ACTION ITEM »
If a line in the data below contains "CreateCartItemDto", copy it.

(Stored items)
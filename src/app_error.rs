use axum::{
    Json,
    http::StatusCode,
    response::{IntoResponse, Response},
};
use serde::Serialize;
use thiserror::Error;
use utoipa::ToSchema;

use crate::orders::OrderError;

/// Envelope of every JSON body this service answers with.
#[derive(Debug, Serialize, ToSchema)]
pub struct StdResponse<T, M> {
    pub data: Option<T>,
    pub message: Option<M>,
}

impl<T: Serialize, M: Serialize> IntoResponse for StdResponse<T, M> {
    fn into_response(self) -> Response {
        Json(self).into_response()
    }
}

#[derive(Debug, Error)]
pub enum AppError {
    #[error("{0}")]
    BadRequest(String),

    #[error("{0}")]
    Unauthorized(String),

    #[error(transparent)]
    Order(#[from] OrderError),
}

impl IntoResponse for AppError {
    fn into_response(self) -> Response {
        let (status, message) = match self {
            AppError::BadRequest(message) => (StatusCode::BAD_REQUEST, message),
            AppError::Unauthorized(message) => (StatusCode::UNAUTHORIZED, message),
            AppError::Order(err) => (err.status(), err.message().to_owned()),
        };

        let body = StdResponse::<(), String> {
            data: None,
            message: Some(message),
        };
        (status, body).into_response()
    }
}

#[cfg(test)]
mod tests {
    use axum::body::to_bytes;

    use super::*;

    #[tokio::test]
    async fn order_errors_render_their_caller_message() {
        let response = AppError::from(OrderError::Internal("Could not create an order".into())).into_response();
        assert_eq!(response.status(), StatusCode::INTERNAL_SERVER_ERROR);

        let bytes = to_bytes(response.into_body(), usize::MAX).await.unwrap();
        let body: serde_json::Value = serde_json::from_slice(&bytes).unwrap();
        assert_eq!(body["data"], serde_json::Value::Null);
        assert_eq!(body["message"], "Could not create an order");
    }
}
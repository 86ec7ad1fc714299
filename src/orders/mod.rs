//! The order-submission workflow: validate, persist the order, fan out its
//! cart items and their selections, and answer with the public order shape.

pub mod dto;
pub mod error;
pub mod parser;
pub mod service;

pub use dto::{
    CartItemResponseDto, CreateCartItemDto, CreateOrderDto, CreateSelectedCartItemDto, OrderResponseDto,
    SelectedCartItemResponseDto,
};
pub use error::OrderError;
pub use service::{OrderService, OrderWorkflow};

==

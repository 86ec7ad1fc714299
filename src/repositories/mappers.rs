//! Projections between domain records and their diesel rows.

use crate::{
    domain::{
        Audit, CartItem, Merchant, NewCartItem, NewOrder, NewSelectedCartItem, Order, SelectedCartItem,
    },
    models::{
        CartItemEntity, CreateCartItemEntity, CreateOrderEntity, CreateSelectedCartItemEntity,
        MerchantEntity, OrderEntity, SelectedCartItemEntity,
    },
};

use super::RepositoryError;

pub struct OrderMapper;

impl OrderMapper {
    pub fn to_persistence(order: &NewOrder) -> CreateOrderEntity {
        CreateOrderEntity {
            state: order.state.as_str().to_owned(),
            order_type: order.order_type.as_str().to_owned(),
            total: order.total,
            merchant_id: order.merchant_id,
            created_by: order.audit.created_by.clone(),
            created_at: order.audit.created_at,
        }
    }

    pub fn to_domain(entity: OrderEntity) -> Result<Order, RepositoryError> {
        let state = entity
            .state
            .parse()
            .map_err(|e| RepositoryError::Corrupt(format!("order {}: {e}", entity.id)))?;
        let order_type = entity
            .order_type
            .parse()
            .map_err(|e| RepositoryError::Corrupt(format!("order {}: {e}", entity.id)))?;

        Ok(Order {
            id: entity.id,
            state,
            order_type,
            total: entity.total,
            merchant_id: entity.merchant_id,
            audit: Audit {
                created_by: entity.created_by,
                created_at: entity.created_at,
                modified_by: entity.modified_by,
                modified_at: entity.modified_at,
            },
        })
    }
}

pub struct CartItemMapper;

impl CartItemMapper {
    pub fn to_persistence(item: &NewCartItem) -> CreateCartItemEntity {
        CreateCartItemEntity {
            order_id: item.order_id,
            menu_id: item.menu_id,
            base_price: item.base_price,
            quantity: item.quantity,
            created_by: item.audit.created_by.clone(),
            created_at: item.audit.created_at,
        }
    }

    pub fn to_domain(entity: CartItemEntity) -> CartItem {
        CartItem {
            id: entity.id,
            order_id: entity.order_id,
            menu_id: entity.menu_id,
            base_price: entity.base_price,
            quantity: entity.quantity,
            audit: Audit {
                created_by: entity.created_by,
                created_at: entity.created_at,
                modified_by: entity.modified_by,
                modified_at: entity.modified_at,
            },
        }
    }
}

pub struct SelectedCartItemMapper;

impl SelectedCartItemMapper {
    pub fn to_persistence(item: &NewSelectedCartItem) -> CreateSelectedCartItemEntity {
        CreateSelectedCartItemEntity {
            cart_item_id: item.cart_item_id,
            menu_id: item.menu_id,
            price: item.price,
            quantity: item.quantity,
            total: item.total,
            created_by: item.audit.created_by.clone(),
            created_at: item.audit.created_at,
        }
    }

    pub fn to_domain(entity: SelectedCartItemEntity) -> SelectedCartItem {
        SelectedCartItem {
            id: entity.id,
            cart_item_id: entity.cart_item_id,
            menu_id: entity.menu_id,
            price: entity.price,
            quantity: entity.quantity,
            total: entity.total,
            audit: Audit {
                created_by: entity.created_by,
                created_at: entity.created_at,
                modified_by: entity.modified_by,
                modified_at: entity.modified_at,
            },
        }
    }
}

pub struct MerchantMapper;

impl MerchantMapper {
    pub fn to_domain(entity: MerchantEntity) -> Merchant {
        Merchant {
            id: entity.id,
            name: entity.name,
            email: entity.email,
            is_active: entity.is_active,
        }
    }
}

* * *

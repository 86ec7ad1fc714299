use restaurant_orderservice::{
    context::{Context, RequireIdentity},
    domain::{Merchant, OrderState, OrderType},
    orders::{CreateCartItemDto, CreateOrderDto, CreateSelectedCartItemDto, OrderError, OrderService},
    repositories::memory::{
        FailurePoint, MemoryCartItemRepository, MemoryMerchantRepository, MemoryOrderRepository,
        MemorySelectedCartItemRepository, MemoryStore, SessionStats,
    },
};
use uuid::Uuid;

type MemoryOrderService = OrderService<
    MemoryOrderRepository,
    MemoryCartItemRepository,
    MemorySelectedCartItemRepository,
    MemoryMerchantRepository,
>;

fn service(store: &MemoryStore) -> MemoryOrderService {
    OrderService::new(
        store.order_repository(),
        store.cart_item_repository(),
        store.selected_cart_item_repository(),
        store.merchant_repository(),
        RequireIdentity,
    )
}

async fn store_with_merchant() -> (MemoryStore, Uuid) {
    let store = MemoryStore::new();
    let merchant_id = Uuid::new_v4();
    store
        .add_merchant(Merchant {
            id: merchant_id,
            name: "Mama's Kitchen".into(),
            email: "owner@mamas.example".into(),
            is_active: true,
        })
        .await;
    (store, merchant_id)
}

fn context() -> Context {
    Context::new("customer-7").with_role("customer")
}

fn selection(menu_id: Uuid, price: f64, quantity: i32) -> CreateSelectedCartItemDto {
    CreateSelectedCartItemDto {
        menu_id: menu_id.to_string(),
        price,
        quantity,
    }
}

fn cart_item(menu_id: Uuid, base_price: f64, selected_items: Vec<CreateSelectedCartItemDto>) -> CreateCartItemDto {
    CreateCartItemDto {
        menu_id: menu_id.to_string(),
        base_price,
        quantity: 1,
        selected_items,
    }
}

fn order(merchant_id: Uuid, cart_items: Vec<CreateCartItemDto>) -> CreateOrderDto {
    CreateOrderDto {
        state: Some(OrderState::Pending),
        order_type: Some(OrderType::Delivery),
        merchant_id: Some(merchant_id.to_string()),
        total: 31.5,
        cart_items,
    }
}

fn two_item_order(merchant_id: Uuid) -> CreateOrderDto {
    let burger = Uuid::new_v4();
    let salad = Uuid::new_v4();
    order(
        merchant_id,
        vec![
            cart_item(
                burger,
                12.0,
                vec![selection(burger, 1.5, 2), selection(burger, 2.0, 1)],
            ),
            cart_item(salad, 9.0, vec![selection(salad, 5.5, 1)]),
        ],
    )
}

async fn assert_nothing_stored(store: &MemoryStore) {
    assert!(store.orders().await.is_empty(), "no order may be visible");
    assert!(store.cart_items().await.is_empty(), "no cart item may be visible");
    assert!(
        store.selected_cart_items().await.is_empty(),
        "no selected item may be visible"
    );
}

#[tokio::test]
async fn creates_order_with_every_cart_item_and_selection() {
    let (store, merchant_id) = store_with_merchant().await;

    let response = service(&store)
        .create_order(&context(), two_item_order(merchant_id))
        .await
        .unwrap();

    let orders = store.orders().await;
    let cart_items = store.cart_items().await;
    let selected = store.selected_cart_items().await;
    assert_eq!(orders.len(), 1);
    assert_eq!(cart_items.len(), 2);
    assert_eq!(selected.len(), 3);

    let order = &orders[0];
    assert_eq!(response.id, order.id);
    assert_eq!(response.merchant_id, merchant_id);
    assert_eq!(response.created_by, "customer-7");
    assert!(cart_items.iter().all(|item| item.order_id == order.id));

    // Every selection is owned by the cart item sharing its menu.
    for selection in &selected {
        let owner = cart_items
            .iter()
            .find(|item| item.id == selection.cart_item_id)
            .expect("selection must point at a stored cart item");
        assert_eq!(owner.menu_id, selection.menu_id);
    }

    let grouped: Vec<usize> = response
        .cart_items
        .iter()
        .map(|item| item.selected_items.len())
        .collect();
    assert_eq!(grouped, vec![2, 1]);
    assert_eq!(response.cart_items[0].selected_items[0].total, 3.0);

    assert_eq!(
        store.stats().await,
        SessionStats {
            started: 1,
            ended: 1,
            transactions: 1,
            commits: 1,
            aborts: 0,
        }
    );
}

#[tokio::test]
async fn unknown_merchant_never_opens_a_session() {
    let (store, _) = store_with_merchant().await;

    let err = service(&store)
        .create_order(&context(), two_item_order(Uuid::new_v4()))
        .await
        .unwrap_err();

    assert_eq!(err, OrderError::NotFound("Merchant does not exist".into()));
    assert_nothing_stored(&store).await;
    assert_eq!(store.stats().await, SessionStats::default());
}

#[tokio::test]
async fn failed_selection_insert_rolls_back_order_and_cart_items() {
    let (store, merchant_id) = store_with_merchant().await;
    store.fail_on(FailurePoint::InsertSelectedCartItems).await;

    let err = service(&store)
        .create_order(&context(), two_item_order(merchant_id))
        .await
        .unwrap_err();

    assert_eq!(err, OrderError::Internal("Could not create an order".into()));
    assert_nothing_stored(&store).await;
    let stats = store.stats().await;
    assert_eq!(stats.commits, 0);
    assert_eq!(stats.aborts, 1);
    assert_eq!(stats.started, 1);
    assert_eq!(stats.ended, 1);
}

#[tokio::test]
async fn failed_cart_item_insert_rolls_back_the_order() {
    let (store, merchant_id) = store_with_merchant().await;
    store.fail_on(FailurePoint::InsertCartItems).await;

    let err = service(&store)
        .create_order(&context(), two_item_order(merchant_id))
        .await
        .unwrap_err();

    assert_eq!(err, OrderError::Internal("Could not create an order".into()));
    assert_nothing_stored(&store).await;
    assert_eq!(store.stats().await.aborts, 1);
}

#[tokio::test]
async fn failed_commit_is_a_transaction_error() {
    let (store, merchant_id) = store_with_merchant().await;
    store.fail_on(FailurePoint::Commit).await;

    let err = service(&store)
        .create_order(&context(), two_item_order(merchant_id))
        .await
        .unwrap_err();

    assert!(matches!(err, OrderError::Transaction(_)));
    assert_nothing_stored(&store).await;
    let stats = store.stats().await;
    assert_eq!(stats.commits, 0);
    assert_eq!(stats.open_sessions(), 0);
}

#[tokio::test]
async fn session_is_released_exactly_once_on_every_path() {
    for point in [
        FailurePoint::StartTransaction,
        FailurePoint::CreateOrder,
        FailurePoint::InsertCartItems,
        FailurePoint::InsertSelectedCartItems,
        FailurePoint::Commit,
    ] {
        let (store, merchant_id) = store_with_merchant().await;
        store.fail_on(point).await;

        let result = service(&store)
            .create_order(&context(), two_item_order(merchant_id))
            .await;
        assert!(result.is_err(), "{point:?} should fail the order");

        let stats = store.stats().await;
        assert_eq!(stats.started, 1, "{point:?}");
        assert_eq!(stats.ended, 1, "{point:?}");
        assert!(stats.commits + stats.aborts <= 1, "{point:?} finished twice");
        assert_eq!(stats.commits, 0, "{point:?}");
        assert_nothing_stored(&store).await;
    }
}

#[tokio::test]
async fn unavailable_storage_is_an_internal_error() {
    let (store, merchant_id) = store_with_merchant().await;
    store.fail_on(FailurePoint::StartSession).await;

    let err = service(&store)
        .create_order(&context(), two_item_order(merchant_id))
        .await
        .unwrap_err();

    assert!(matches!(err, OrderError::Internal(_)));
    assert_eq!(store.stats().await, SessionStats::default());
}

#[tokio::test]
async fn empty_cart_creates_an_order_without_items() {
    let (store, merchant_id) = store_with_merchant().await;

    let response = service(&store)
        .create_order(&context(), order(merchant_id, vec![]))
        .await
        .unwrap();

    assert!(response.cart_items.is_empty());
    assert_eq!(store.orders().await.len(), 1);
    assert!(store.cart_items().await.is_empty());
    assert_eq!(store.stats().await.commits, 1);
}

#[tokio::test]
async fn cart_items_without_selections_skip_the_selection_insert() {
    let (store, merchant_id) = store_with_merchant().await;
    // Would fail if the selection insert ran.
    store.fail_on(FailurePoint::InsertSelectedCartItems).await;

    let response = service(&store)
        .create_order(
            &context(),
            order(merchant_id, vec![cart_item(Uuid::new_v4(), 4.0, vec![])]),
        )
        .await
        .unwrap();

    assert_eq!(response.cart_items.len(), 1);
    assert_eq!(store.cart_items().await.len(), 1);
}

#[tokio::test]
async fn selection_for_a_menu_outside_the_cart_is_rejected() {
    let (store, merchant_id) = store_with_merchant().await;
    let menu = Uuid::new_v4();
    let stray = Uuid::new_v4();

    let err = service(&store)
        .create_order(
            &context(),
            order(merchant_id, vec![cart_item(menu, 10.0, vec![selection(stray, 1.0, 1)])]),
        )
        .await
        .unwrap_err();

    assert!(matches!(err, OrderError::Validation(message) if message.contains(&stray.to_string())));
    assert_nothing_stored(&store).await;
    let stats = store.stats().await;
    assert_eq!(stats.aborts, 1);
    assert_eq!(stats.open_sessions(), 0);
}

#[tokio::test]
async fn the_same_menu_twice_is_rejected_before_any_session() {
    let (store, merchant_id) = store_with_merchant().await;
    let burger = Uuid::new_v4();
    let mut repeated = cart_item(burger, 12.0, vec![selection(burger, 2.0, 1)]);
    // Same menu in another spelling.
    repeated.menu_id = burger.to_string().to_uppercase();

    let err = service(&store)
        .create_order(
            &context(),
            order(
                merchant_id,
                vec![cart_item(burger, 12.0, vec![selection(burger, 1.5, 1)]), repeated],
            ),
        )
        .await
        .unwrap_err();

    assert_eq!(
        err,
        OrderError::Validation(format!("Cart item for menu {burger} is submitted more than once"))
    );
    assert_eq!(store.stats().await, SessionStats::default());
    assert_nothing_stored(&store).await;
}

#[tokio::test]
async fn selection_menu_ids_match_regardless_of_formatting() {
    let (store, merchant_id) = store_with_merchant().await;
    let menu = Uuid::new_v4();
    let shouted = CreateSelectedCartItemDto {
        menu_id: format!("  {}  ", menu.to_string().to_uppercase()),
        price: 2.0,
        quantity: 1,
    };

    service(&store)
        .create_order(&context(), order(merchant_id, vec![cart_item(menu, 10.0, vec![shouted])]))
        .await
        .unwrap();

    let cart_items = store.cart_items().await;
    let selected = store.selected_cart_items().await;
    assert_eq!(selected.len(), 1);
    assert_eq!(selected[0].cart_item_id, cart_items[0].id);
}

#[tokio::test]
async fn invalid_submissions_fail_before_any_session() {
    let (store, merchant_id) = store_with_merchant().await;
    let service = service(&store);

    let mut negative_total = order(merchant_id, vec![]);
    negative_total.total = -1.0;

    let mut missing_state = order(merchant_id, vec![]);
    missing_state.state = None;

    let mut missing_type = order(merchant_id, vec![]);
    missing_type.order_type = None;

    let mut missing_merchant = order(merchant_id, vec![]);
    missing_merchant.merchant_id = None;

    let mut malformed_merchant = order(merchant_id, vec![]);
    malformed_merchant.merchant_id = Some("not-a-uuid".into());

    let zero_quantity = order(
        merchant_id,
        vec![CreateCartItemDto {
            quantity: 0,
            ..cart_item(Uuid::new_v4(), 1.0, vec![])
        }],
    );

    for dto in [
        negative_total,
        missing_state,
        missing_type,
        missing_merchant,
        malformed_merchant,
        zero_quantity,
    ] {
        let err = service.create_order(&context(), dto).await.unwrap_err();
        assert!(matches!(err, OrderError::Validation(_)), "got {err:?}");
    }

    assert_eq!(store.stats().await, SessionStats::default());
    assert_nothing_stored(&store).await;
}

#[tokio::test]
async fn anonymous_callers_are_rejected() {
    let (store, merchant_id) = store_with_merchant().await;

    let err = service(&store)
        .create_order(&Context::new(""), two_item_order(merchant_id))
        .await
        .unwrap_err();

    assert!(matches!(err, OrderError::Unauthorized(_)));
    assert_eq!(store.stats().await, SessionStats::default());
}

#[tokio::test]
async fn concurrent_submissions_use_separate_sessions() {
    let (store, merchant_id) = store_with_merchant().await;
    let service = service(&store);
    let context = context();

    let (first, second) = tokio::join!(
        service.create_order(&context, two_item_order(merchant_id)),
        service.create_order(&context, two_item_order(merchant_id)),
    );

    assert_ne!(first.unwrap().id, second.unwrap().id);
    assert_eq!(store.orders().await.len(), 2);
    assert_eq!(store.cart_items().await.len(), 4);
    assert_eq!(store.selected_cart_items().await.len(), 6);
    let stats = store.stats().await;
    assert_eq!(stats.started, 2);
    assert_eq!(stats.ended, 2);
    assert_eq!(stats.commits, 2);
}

PROBLEM SOLUTION »
    CartItemResponseDto, CreateCartItemDto, CreateOrderDto, CreateSelectedCartItemDto, OrderResponseDto,
    orders::{CreateCartItemDto, CreateOrderDto, CreateSelectedCartItemDto, OrderError, OrderService},
fn cart_item(menu_id: Uuid, base_price: f64, selected_items: Vec<CreateSelectedCartItemDto>) -> CreateCartItemDto {
    CreateCartItemDto {
fn order(merchant_id: Uuid, cart_items: Vec<CreateCartItemDto>) -> CreateOrderDto {
        vec![CreateCartItemDto {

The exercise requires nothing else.